• **Directions for this task**
Could you please repeat all of the entries exactly as written?

Saved data entries
[Start of section]

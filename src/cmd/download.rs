use std::path::Path;

use anyhow::Result;

use capgrab::{Session, TrackSelector};

use super::output::save_artifact;
use super::{obtain_tracks, stdin_lines};

/// List the tracks of `url`, pick one (first by default), and save it.
pub async fn cmd_download(
    session: &mut Session,
    url: &str,
    track: Option<&str>,
    output: Option<&Path>,
) -> Result<()> {
    let mut input = stdin_lines();
    let tracks = obtain_tracks(session, url, &mut input).await?;
    eprintln!("📝 Found {} caption track(s)", tracks.len());

    let selector = match track {
        Some(choice) => choice.parse::<TrackSelector>()?,
        None => TrackSelector::Index(1),
    };
    let label = session.select_track(&selector)?.label();
    eprintln!("⬇️  Downloading {label}");

    let artifact = session.download().await?;
    save_artifact(&artifact, output)
}
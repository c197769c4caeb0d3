//! `capgrab` - YouTube caption discovery and SubRip download
//!
//! # Features
//!
//! - **Two auth modes**: static API key, or OAuth2 authorization-code grant
//! - **Caption catalog**: list the tracks of a video with language labels
//! - **SubRip download**: fetch any accessible track as `.srt`
//! - **Re-entrant sessions**: the workflow pauses for user input by
//!   returning, never by blocking
//!
//! # Example
//!
//! ```rust,no_run
//! use capgrab::{Config, Session, Step, TrackSelector};
//!
//! #[tokio::main]
//! async fn main() -> anyhow::Result<()> {
//!     let config = Config::with_api_key("AIza...");
//!     let mut session = Session::connect(&config)?;
//!
//!     if let Step::TracksReady(tracks) = session.submit_url("https://youtu.be/dQw4w9WgXcQ").await? {
//!         println!("{} tracks", tracks.len());
//!         session.select_track(&TrackSelector::Index(1))?;
//!         let artifact = session.download().await?;
//!         std::fs::write(artifact.file_name, artifact.content)?;
//!     }
//!     Ok(())
//! }
//! ```

pub mod config;
pub mod credential;
pub mod error;
pub mod http_client;
pub mod oauth;
pub mod session;
pub mod video_id;
pub mod youtube;

pub use config::{AuthMode, Config, OAuthClientConfig};
pub use credential::{Credential, CredentialStore, OAuthBundle};
pub use error::{CaptionError, Result};
pub use oauth::{AuthorizationNegotiator, HttpTokenExchanger, NegotiationStatus, TokenExchanger};
pub use session::{DownloadArtifact, Session, SessionRegistry, Step, TrackSelector};
pub use video_id::VideoId;
pub use youtube::{CaptionContent, CaptionService, CaptionTrack, YouTubeApi};

/// Version of capgrab
pub const VERSION: &str = env!("CARGO_PKG_VERSION");
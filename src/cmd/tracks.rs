use anyhow::Result;

use capgrab::Session;

use super::output::{print_tracks, print_tracks_json};
use super::{is_empty_result, obtain_tracks, stdin_lines};

pub async fn cmd_tracks(session: &mut Session, url: &str, json: bool) -> Result<()> {
    let mut input = stdin_lines();

    let tracks = match obtain_tracks(session, url, &mut input).await {
        Ok(tracks) => tracks,
        Err(e) if is_empty_result(&e) => {
            if json {
                println!("[]");
            } else {
                println!("❌ {e}");
            }
            return Ok(());
        }
        Err(e) => return Err(e),
    };

    if json {
        print_tracks_json(&tracks)
    } else {
        print_tracks(&tracks);
        Ok(())
    }
}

[End of section]

• **Result of this task**
filename src/cmd/download.rs
use std::path::Path;

use anyhow::Result;

use capgrab::{Session, TrackSelector};

use super::output::save_artifact;
use super::{obtain_tracks, stdin_lines};

/// List the tracks of `url`, pick one (first by default), and save it.
pub async fn cmd_download(
    session: &mut Session,
    url: &str,
    track: Option<&str>,
    output: Option<&Path>,
) -> Result<()> {
    let mut input = stdin_lines();
    let tracks = obtain_tracks(session, url, &mut input).await?;
    eprintln!("📝 Found {} caption track(s)", tracks.len());

    let selector = match track {
        Some(choice) => choice.parse::<TrackSelector>()?,
        None => TrackSelector::Index(1),
    };
    let label = session.select_track(&selector)?.label();
    eprintln!("⬇️  Downloading {label}");

    let artifact = session.download().await?;
    save_artifact(&artifact, output)
}
repository c197769c4caeb0d3
//! `capgrab` - YouTube caption discovery and SubRip download
//!
//! # Features
//!
//! - **Two auth modes**: static API key, or OAuth2 authorization-code grant
//! - **Caption catalog**: list the tracks of a video with language labels
//! - **SubRip download**: fetch any accessible track as `.srt`
//! - **Re-entrant sessions**: the workflow pauses for user input by
//!   returning, never by blocking
//!
//! # Example
//!
//! ```rust,no_run
//! use capgrab::{Config, Session, Step, TrackSelector};
//!
//! #[tokio::main]
//! async fn main() -> anyhow::Result<()> {
//!     let config = Config::with_api_key("AIza...");
//!     let mut session = Session::connect(&config)?;
//!
//!     if let Step::TracksReady(tracks) = session.submit_url("https://youtu.be/dQw4w9WgXcQ").await? {
//!         println!("{} tracks", tracks.len());
//!         session.select_track(&TrackSelector::Index(1))?;
//!         let artifact = session.download().await?;
//!         std::fs::write(artifact.file_name, artifact.content)?;
//!     }
//!     Ok(())
//! }
//! ```

pub mod config;
pub mod credential;
pub mod error;
pub mod http_client;
pub mod oauth;
pub mod session;
pub mod video_id;
pub mod youtube;

pub use config::{AuthMode, Config, OAuthClientConfig};
pub use credential::{Credential, CredentialStore, OAuthBundle};
pub use error::{CaptionError, Result};
pub use oauth::{AuthorizationNegotiator, HttpTokenExchanger, NegotiationStatus, TokenExchanger};
pub use session::{DownloadArtifact, Session, SessionRegistry, Step, TrackSelector};
pub use video_id::VideoId;
pub use youtube::{CaptionContent, CaptionService, CaptionTrack, YouTubeApi};

/// Version of capgrab
pub const VERSION: &str = env!("CARGO_PKG_VERSION");
filename src/cmd/tracks.rs
use anyhow::Result;

use capgrab::Session;

use super::output::{print_tracks, print_tracks_json};
use super::{is_empty_result, obtain_tracks, stdin_lines};

pub async fn cmd_tracks(session: &mut Session, url: &str, json: bool) -> Result<()> {
    let mut input = stdin_lines();

    let tracks = match obtain_tracks(session, url, &mut input).await {
        Ok(tracks) => tracks,
        Err(e) if is_empty_result(&e) => {
            if json {
                println!("[]");
            } else {
                println!("❌ {e}");
            }
            return Ok(());
        }
        Err(e) => return Err(e),
    };

    if json {
        print_tracks_json(&tracks)
    } else {
        print_tracks(&tracks);
        Ok(())
    }
}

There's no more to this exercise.